Assigned task:
Lines with "forwarded": how many are there in the listing below? Reply with the number only.

Data shown:
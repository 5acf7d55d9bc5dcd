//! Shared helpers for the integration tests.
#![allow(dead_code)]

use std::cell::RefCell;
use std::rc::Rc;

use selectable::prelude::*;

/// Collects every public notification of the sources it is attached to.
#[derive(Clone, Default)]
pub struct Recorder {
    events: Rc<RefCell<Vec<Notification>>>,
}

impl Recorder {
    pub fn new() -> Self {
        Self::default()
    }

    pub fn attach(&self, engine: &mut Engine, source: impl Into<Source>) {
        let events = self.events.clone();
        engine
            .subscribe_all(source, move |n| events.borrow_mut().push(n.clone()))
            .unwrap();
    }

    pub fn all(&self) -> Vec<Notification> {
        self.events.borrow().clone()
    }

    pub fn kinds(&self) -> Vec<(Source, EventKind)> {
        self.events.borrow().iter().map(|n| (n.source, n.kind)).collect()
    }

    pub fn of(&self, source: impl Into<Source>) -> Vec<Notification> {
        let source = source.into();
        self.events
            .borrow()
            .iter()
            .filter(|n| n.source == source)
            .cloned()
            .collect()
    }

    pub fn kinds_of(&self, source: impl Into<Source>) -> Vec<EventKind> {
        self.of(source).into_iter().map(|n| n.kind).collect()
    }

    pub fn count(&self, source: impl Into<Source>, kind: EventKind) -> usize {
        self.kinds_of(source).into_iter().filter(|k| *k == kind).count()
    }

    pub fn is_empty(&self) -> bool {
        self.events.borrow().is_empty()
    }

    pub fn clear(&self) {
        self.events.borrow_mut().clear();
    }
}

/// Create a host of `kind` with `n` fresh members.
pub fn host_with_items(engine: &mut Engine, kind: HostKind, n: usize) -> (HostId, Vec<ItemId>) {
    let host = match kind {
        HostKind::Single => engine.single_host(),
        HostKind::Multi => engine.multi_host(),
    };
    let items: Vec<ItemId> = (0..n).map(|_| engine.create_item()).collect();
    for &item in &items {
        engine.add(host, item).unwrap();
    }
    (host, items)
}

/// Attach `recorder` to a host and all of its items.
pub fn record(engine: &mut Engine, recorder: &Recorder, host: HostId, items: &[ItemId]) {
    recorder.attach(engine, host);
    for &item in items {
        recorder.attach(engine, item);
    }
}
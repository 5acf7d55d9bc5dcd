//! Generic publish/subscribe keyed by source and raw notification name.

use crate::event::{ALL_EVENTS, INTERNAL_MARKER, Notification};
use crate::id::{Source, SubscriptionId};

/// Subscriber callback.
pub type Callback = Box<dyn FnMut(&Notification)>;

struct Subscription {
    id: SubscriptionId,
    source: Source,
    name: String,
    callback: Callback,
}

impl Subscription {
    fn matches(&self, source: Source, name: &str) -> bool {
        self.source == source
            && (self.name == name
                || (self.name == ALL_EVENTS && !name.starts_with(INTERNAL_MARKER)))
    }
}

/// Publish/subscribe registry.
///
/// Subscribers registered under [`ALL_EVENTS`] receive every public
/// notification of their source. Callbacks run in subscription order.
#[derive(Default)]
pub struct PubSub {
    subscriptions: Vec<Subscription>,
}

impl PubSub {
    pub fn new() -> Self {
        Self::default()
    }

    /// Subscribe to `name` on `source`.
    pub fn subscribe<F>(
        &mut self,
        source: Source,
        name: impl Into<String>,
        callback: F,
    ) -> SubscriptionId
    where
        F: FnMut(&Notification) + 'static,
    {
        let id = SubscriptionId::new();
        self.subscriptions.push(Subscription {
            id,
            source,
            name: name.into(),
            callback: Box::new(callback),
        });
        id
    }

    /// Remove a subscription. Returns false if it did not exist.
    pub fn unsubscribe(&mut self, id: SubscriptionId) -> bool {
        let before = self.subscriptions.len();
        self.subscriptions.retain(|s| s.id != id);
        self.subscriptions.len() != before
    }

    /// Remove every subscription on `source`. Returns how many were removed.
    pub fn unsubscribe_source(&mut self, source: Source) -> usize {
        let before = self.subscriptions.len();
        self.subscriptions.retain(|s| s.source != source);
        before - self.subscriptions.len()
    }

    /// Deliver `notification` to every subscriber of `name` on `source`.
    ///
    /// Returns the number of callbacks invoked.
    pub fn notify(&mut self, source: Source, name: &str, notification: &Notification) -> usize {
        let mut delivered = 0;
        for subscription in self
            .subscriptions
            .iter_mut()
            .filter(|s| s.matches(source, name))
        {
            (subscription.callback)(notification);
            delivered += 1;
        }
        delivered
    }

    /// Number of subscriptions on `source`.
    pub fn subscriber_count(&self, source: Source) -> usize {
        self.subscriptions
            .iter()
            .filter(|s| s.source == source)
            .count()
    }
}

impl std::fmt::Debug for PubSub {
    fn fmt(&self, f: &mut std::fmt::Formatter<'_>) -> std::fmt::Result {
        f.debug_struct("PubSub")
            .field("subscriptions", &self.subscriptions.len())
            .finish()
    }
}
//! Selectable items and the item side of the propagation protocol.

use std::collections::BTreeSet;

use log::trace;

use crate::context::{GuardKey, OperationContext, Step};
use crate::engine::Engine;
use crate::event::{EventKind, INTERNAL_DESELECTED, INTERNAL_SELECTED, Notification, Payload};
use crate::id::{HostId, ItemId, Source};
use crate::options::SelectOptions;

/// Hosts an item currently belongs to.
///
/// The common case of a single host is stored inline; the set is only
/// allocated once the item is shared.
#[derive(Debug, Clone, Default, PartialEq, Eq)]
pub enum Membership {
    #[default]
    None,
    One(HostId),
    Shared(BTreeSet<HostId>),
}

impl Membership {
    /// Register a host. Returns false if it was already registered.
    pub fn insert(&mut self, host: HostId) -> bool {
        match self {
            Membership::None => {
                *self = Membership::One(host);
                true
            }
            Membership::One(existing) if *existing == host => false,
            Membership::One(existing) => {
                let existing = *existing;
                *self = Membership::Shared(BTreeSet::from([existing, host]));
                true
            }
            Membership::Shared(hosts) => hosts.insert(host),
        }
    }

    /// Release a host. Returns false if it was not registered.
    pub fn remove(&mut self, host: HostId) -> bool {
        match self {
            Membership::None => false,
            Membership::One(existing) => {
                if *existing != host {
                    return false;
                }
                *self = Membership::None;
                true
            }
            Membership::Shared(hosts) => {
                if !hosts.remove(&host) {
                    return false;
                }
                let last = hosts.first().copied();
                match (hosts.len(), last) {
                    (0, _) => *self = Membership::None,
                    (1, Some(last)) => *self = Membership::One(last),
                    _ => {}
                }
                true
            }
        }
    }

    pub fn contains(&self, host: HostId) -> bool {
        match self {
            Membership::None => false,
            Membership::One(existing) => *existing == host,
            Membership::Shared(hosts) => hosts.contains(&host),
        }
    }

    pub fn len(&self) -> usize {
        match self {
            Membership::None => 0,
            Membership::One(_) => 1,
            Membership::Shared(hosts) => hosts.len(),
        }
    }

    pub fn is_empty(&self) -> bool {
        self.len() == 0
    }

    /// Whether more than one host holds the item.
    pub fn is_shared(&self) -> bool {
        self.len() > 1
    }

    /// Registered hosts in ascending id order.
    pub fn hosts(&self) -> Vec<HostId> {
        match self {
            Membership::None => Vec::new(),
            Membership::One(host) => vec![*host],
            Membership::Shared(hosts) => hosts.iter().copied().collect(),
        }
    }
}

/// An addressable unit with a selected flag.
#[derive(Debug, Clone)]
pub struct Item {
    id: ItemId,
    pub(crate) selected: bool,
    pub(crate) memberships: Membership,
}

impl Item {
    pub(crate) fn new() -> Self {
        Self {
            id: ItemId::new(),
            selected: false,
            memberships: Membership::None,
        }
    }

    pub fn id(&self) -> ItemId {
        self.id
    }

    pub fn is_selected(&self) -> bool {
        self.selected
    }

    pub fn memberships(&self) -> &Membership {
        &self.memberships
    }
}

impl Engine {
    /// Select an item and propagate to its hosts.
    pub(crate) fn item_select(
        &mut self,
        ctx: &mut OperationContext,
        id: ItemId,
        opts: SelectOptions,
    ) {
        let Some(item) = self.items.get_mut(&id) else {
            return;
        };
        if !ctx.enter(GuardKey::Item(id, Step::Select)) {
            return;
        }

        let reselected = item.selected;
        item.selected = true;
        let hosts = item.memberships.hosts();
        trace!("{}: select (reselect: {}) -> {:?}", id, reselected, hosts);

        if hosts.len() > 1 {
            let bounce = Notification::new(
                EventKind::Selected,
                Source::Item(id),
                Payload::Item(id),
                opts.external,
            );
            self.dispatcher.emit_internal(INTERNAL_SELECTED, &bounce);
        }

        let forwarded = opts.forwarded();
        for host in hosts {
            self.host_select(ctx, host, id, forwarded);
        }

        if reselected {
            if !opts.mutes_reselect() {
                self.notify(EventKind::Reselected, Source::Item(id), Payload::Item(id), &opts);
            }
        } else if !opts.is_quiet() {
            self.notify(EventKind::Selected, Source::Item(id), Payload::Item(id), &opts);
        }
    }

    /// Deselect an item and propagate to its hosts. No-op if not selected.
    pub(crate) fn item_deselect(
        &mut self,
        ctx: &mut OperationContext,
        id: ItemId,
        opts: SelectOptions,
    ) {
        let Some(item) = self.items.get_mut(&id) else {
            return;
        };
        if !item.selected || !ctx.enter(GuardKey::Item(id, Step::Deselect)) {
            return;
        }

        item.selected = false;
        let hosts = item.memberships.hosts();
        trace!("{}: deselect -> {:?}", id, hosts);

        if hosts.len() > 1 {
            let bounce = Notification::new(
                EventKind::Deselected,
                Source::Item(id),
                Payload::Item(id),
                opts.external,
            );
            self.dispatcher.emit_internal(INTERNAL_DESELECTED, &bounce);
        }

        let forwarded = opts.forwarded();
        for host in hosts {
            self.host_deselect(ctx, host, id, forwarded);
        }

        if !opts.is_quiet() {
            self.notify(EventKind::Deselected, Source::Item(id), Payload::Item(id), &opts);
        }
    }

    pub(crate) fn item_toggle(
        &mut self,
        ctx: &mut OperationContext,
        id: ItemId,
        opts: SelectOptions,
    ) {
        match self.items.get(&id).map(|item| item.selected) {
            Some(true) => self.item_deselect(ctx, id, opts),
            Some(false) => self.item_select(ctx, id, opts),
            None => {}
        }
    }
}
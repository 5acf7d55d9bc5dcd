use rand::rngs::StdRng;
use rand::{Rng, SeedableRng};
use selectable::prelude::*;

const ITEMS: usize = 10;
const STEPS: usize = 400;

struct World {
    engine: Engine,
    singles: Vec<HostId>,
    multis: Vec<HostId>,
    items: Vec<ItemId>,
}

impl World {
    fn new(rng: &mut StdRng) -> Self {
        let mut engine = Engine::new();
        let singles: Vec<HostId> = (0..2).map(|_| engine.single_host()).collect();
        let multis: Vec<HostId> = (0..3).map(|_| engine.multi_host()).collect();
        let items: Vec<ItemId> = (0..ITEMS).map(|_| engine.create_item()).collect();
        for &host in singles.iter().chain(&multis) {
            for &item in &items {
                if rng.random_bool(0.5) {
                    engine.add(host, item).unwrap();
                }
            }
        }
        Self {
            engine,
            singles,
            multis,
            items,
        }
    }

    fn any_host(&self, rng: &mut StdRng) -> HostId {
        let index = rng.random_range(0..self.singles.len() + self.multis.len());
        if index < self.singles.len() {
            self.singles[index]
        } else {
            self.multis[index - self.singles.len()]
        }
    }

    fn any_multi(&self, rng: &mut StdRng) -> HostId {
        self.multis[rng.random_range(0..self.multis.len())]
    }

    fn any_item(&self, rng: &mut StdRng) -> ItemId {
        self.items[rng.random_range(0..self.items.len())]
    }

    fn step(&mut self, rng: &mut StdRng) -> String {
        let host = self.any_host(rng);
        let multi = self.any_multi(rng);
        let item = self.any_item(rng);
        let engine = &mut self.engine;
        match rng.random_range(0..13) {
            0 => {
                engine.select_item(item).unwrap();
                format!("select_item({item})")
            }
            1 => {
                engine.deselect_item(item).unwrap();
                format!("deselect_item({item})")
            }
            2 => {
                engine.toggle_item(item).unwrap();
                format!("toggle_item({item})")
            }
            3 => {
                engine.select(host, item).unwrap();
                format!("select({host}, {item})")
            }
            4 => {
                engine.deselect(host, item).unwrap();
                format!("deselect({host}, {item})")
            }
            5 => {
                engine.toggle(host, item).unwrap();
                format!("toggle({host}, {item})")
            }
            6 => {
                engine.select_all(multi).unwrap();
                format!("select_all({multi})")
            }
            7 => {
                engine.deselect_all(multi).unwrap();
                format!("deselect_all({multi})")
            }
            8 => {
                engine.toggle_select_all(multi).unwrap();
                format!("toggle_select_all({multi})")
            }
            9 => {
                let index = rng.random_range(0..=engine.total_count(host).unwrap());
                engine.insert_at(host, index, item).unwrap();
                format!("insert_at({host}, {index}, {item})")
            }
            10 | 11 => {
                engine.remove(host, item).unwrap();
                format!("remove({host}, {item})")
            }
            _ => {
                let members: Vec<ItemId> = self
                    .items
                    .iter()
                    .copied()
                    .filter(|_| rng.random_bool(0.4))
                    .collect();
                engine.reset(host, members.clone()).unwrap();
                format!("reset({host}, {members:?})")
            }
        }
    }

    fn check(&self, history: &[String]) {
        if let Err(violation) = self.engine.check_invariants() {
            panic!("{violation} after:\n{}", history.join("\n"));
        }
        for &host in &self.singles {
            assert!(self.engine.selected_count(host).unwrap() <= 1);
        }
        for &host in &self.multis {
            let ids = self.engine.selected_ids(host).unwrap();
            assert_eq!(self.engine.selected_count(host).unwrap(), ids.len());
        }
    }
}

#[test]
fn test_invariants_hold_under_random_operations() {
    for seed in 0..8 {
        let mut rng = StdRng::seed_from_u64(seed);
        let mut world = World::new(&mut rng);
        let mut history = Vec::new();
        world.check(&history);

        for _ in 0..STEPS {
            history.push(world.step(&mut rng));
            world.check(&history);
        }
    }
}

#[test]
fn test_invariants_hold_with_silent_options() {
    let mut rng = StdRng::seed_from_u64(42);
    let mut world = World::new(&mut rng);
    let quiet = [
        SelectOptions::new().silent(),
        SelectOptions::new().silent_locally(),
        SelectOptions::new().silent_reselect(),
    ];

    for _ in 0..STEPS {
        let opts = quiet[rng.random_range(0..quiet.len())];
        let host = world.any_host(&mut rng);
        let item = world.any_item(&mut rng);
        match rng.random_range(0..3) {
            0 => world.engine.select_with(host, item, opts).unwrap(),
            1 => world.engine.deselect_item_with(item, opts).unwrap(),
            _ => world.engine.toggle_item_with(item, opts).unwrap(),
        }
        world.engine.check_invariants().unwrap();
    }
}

Result for this task:
4